School district has not been hit as hard as other areas
by Jennifer Chick
The flu has hit Farmington schools, but not as bad as it appears to be affecting other areas.
According to Gail Setterstrom, the district’s health services coordinator and licensed school nurse, all of the schools have students with illnesses ranging from confirmed cases of influenza to strep throat and nausea, but only one elementary school reported 5 percent of the school’s population out with influenza-like illnesses last week.
By Tuesday morning, all schools were below the 5 percent mark required for state reporting. Setterstrom said the long weekend may have helped students rest and recuperate.
“We’re finding a mixed bag of all sorts of things,” Setterstrom said. “I think last year was kind of a light year, and this is a little more than last year, but it still isn’t the worst.”
When calling the school’s attendance line to report that a student is sick, parents are encouraged to leave details about the type of illness, which helps the district with tracking and reporting that information.
Influenza is a respiratory illness and should not be confused with stomach viruses. Influenza symptoms come on quickly and include fever, dry cough, sore throat, headache, extreme tiredness, nasal congestion, and body aches. Often children with influenza are too tired and weak to play.
If children are experiencing these symptoms, they should be kept at home until they have been fever-free for at least 24 hours without the aid of any type of fever-reducing medicine, Setterstrom said. Then, she said parents should make sure their children are strong enough and have the endurance to make it through the school day before returning.
Good resources for parents are CDC.gov and the Minnesota Department of Health.

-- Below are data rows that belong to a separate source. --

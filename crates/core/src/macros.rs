// SPDX-License-Identifier: BUSL-1.1
// Copyright (c) 2026 Alfred Jean LLC

//! Declarative macros shared by the model types.
//!
//! - [`simple_display!`] maps unit enum variants to their wire names
//! - [`builder!`] generates a test builder with defaults and `build()`
//! - [`setters!`] generates chained setters on production structs

/// Generate a `Display` impl that maps unit enum variants to string literals.
///
/// ```ignore
/// crate::simple_display! {
///     AgentStatus {
///         Queued => "queued",
///         Running => "running",
///     }
/// }
/// ```
#[macro_export]
macro_rules! simple_display {
    ($enum:ty { $( $variant:ident => $str:expr ),+ $(,)? }) => {
        impl std::fmt::Display for $enum {
            fn fmt(&self, f: &mut std::fmt::Formatter<'_>) -> std::fmt::Result {
                f.write_str(match self {
                    $( Self::$variant => $str, )+
                })
            }
        }
    };
}

/// Generate a test builder (struct + Default + setters + build).
///
/// Everything generated is gated behind `#[cfg(any(test, feature = "test-support"))]`.
///
/// - `into { field: Type = default }`: setter takes `impl Into<Type>`
/// - `set { field: Type = default }`: setter takes `Type`
/// - `option { field: Type = default }`: target field is `Option<Type>`,
///   setter wraps the value in `Some`
///
/// ```ignore
/// crate::builder! {
///     pub struct AgentRecordBuilder => AgentRecord {
///         into { name: String = "worker" }
///         set { progress: u8 = 0 }
///         option { branch: String = None }
///     }
/// }
/// ```
#[macro_export]
macro_rules! builder {
    (
        pub struct $builder:ident => $target:ident {
            $(into {
                $( $into_field:ident : $into_ty:ty = $into_default:expr ),* $(,)?
            })?
            $(set {
                $( $set_field:ident : $set_ty:ty = $set_default:expr ),* $(,)?
            })?
            $(option {
                $( $opt_field:ident : $opt_ty:ty = $opt_default:expr ),* $(,)?
            })?
        }
    ) => {
        #[cfg(any(test, feature = "test-support"))]
        pub struct $builder {
            $($( $into_field: $into_ty, )*)?
            $($( $set_field: $set_ty, )*)?
            $($( $opt_field: Option<$opt_ty>, )*)?
        }

        #[cfg(any(test, feature = "test-support"))]
        impl Default for $builder {
            fn default() -> Self {
                Self {
                    $($( $into_field: $into_default.into(), )*)?
                    $($( $set_field: $set_default, )*)?
                    $($( $opt_field: $opt_default, )*)?
                }
            }
        }

        #[cfg(any(test, feature = "test-support"))]
        impl $builder {
            $($(
                pub fn $into_field(mut self, v: impl Into<$into_ty>) -> Self {
                    self.$into_field = v.into();
                    self
                }
            )*)?

            $($(
                pub fn $set_field(mut self, v: $set_ty) -> Self {
                    self.$set_field = v;
                    self
                }
            )*)?

            $($(
                pub fn $opt_field(mut self, v: impl Into<$opt_ty>) -> Self {
                    self.$opt_field = Some(v.into());
                    self
                }
            )*)?

            pub fn build(self) -> $target {
                $target {
                    $($( $into_field: self.$into_field, )*)?
                    $($( $set_field: self.$set_field, )*)?
                    $($( $opt_field: self.$opt_field, )*)?
                }
            }
        }

        #[cfg(any(test, feature = "test-support"))]
        impl $target {
            /// Create a builder with test defaults.
            pub fn builder() -> $builder {
                $builder::default()
            }
        }
    };
}

/// Generate chained setter methods inside an existing `impl` block.
///
/// ```ignore
/// impl LaunchConfig {
///     deck_core::setters! {
///         set { auto_pr: bool }
///         option { base_branch: String }
///     }
/// }
/// ```
#[macro_export]
macro_rules! setters {
    (
        $(into {
            $( $into_field:ident : $into_ty:ty ),* $(,)?
        })?
        $(set {
            $( $set_field:ident : $set_ty:ty ),* $(,)?
        })?
        $(option {
            $( $opt_field:ident : $opt_ty:ty ),* $(,)?
        })?
    ) => {
        $($(
            pub fn $into_field(mut self, v: impl Into<$into_ty>) -> Self {
                self.$into_field = v.into();
                self
            }
        )*)?

        $($(
            pub fn $set_field(mut self, v: $set_ty) -> Self {
                self.$set_field = v;
                self
            }
        )*)?

        $($(
            pub fn $opt_field(mut self, v: impl Into<$opt_ty>) -> Self {
                self.$opt_field = Some(v.into());
                self
            }
        )*)?
    };
}
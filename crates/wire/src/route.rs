// SPDX-License-Identifier: BUSL-1.1
// Copyright (c) 2026 Alfred Jean LLC

//! Request paths of the agent backend.

use crate::LogQuery;
use deck_core::{Action, AgentId};

pub const AGENTS: &str = "/api/agents";
pub const DELETE_MANY: &str = "/api/agents/delete";

/// `GET` full snapshot
pub fn agent(id: &AgentId) -> String {
    format!("{AGENTS}/{}", segment(id.as_str()))
}

/// `POST` an imperative command (`pause`, `resume`, `cancel`, `delete`, `intervene`)
pub fn action(id: &AgentId, action: Action) -> String {
    format!("{}/{action}", agent(id))
}

pub fn logs(id: &AgentId, query: &LogQuery) -> String {
    format!("{}/logs?{}", agent(id), query.to_query_string())
}

/// WebSocket upgrade path for live updates
pub fn events(id: &AgentId) -> String {
    format!("{}/events", agent(id))
}

pub fn stats(window_days: u32) -> String {
    format!("/api/stats?days={window_days}")
}

/// Percent-encode everything outside the RFC 3986 unreserved set
fn segment(raw: &str) -> String {
    let mut out = String::with_capacity(raw.len());
    for byte in raw.bytes() {
        match byte {
            b'A'..=b'Z' | b'a'..=b'z' | b'0'..=b'9' | b'-' | b'.' | b'_' | b'~' => {
                out.push(byte as char)
            }
            _ => out.push_str(&format!("%{byte:02X}")),
        }
    }
    out
}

Farmington Schools also has links to information on its health services web page. Setterstrom said parents should contact their local health care providers. Often, those clinics have nurse lines where parents can call for advice as to the type of illness they are seeing in their homes.

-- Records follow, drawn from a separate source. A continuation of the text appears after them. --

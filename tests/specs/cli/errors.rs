// SPDX-License-Identifier: BUSL-1.1
// Copyright (c) 2026 Alfred Jean LLC

//! Exit codes: 2 when a command is refused, 3 when its outcome is unknown

use crate::prelude::*;

#[test]
fn launch_without_name_is_rejected_before_contacting_the_backend() {
    cli()
        .env("DECK_ENDPOINT", UNREACHABLE)
        .args(&["launch", "", "--prompt", "fix the build"])
        .exits_with(2)
        .stderr_has("agent name is required");
}

#[test]
fn launch_without_prompt_is_rejected() {
    cli()
        .env("DECK_ENDPOINT", UNREACHABLE)
        .args(&["launch", "fixer", "--prompt", "  "])
        .exits_with(2)
        .stderr_has("prompt is required");
}

#[test]
fn unreachable_backend_leaves_outcome_unknown() {
    cli()
        .env("DECK_ENDPOINT", UNREACHABLE)
        .args(&["launch", "fixer", "--prompt", "fix the build"])
        .exits_with(3)
        .stderr_has("connection failed");
}

#[test]
fn listing_needs_the_backend() {
    cli().env("DECK_ENDPOINT", UNREACHABLE).args(&["list"]).exits_with(3);
}

#[test]
fn commands_on_agents_hydrate_first() {
    cli().env("DECK_ENDPOINT", UNREACHABLE).args(&["pause", "agt-1"]).exits_with(3);
}
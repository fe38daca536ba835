// SPDX-License-Identifier: BUSL-1.1
// Copyright (c) 2026 Alfred Jean LLC

use super::*;
use crate::log::{LogEntry, LogLevel};
use crate::task::TaskStatus;

fn snapshot(status: AgentStatus) -> AgentUpdate {
    AgentUpdate::new("agt-1").name("fixer").prompt("fix the build").status(status)
}

#[test]
fn snapshot_without_name_is_rejected() {
    let update = AgentUpdate::new("agt-1").status(AgentStatus::Queued);
    assert_eq!(
        AgentRecord::from_snapshot(update, 0, 1).unwrap_err(),
        SnapshotError::MissingName(AgentId::new("agt-1"))
    );
}

#[test]
fn snapshot_without_status_is_rejected() {
    let update = AgentUpdate::new("agt-1").name("fixer");
    assert!(matches!(
        AgentRecord::from_snapshot(update, 0, 1),
        Err(SnapshotError::MissingStatus(_))
    ));
}

#[test]
fn queued_snapshot_has_no_completion_fields() {
    let update = snapshot(AgentStatus::Queued)
        .completed_at_ms(99u64)
        .error("leftover")
        .result_summary("leftover");
    let record = AgentRecord::from_snapshot(update, 0, 1_000).unwrap();
    assert_eq!(record.created_at_ms, 1_000);
    assert_eq!(record.completed_at_ms, None);
    assert_eq!(record.error, None);
    assert_eq!(record.result_summary, None);
}

#[test]
fn terminal_snapshot_always_has_completion_time() {
    let record = AgentRecord::from_snapshot(snapshot(AgentStatus::Failed).error("boom"), 0, 7_000)
        .unwrap();
    assert_eq!(record.completed_at_ms, Some(7_000));
    assert_eq!(record.error.as_deref(), Some("boom"));

    let record = AgentRecord::from_snapshot(
        snapshot(AgentStatus::Completed).completed_at_ms(5_000u64).result_summary("ok"),
        0,
        7_000,
    )
    .unwrap();
    assert_eq!(record.completed_at_ms, Some(5_000));
    assert_eq!(record.result_summary.as_deref(), Some("ok"));
}

#[test]
fn snapshot_logs_respect_capacity() {
    let logs = (1..=4).map(|i| LogEntry::new(i, LogLevel::Info, format!("line {i}"))).collect();
    let record =
        AgentRecord::from_snapshot(snapshot(AgentStatus::Running).logs(logs), 3, 1).unwrap();
    assert_eq!(record.logs.len(), 3);
    assert_eq!(record.logs.total_len(), 4);
}

#[test]
fn display_progress_prefers_task_tree() {
    let record = AgentRecord::builder()
        .status(AgentStatus::Running)
        .progress(40)
        .tasks(vec![
            TaskNode::new("a", "plan", TaskStatus::Completed),
            TaskNode::new("b", "code", TaskStatus::Completed),
            TaskNode::new("c", "test", TaskStatus::InProgress),
            TaskNode::new("d", "ship", TaskStatus::Pending),
        ])
        .build();
    assert_eq!(record.display_progress(), 63);

    let bare = AgentRecord::builder().progress(40).build();
    assert_eq!(bare.display_progress(), 40);
}

#[test]
fn duration_needs_both_timestamps() {
    let running = AgentRecord::builder().started_at_ms(1_000u64).build();
    assert_eq!(running.duration_ms(), None);

    let done = AgentRecord::builder()
        .status(AgentStatus::Completed)
        .started_at_ms(1_000u64)
        .completed_at_ms(61_000u64)
        .build();
    assert_eq!(done.duration_ms(), Some(60_000));
}

#[test]
fn record_round_trips_through_its_snapshot() {
    let record = AgentRecord::builder()
        .status(AgentStatus::Paused)
        .progress(55)
        .branch("agent/fix-build")
        .started_at_ms(2_000u64)
        .revision(4u64)
        .build();
    let rebuilt = AgentRecord::from_snapshot(AgentUpdate::from_record(&record), 0, 9).unwrap();
    assert_eq!(rebuilt, record);
}

#[test]
fn revision_is_not_serialized() {
    let record = AgentRecord::builder().revision(12u64).build();
    let json = serde_json::to_value(&record).unwrap();
    assert!(json.get("revision").is_none());
    assert_eq!(json["status"], "queued");
    assert_eq!(json["createdAt"], 1_000_000);
}
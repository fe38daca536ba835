// SPDX-License-Identifier: BUSL-1.1
// Copyright (c) 2026 Alfred Jean LLC

//! Clock abstraction for testable timestamps

use parking_lot::Mutex;
use std::sync::Arc;
use std::time::{Duration, SystemTime, UNIX_EPOCH};

/// A source of wall-clock time in epoch milliseconds
pub trait Clock: Clone + Send + Sync + 'static {
    fn epoch_ms(&self) -> u64;
}

/// Real system clock
#[derive(Clone, Copy, Debug, Default)]
pub struct SystemClock;

impl Clock for SystemClock {
    fn epoch_ms(&self) -> u64 {
        SystemTime::now().duration_since(UNIX_EPOCH).unwrap_or_default().as_millis() as u64
    }
}

/// Fake clock for tests; clones share the same time
#[derive(Clone, Debug)]
pub struct FakeClock {
    epoch_ms: Arc<Mutex<u64>>,
}

impl FakeClock {
    /// 2024-01-01T00:00:00Z
    pub const DEFAULT_EPOCH_MS: u64 = 1_704_067_200_000;

    pub fn new() -> Self {
        Self::at(Self::DEFAULT_EPOCH_MS)
    }

    pub fn at(epoch_ms: u64) -> Self {
        Self { epoch_ms: Arc::new(Mutex::new(epoch_ms)) }
    }

    pub fn advance(&self, duration: Duration) {
        *self.epoch_ms.lock() += duration.as_millis() as u64;
    }

    pub fn set_epoch_ms(&self, ms: u64) {
        *self.epoch_ms.lock() = ms;
    }
}

impl Default for FakeClock {
    fn default() -> Self {
        Self::new()
    }
}

impl Clock for FakeClock {
    fn epoch_ms(&self) -> u64 {
        *self.epoch_ms.lock()
    }
}

#[cfg(test)]
#[path = "clock_tests.rs"]
mod tests;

In the schools, staff members are encouraging students to keep healthy by covering their coughs and sneezing into their sleeves, washing their hands and eating healthy. If children are sick, they should stay home and all children should make sure they are getting enough sleep. Setterstrom said it’s not too late to get the flu shot if people haven’t yet done that.
If students are sick at school, all Farmington school buildings have nurses on staff to assess the situation.
“I’m grateful we have nurses, and they do assess and intervene so kids are home sooner and then can come back ready to learn,” Setterstrom said.
What keeps students healthy are the same habits that adults should follow. Setterstrom said it is not yet the peak of flu season so people must remain vigilant.
“We need to be really careful not to spread those germs,” Setterstrom said. “Wash your hands. That’s one of the best ways to keep yourself healthy.”
And she’s not talking about a quick rinse under the water. She recommends washing for at least 20 seconds with soap.
“We are feeling really grateful that at least our school population is staying healthier that what we are seeing in other places,” Setterstrom said.
According to the Minnesota Department of Health, 476 people were hospitalized with laboratory-confirmed influenza last week. Since the start of the influenza season, 1,842 have been hospitalized and 60 influenza-related deaths have been confirmed.